— LISTED ENTRIES —
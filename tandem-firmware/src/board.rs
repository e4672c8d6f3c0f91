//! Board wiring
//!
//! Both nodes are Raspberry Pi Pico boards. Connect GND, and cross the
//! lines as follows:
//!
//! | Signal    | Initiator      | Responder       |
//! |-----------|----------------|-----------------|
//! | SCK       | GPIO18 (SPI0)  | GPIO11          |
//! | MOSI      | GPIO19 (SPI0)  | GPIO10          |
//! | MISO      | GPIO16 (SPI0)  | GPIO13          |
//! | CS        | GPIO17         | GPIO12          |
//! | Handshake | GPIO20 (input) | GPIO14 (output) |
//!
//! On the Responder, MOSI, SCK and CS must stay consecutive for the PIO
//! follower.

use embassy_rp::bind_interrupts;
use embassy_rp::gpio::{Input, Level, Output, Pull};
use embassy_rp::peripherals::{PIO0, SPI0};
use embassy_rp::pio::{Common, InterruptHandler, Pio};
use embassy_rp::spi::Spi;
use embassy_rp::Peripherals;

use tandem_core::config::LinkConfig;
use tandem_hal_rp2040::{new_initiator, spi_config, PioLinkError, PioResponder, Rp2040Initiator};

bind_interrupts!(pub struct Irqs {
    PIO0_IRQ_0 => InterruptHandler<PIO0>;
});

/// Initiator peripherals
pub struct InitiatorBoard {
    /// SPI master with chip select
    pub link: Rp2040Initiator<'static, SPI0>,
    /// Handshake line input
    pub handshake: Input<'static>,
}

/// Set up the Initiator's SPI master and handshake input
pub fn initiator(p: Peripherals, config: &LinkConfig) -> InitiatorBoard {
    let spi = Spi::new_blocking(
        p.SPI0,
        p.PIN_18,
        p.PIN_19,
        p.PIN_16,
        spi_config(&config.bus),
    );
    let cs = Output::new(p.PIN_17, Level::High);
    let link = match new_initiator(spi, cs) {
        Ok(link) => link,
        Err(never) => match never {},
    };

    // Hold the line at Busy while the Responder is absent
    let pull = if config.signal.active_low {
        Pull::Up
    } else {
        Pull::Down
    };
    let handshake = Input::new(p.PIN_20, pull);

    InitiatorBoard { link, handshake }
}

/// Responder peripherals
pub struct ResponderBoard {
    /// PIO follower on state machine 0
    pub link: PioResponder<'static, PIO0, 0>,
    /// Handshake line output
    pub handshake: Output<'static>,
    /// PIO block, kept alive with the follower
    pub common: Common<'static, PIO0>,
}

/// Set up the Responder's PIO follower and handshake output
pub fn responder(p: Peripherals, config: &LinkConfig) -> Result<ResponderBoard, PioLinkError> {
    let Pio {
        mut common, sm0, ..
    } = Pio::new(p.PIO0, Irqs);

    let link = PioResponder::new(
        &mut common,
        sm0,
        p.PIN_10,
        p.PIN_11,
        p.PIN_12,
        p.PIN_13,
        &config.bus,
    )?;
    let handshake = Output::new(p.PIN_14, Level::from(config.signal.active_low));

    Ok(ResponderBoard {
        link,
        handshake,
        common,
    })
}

— YOUR OBJECTIVE —
Using the material above, gather every line that includes "match".

— ANSWER SECTION —
    let link = match new_initiator(spi, cs) {
        Err(never) => match never {},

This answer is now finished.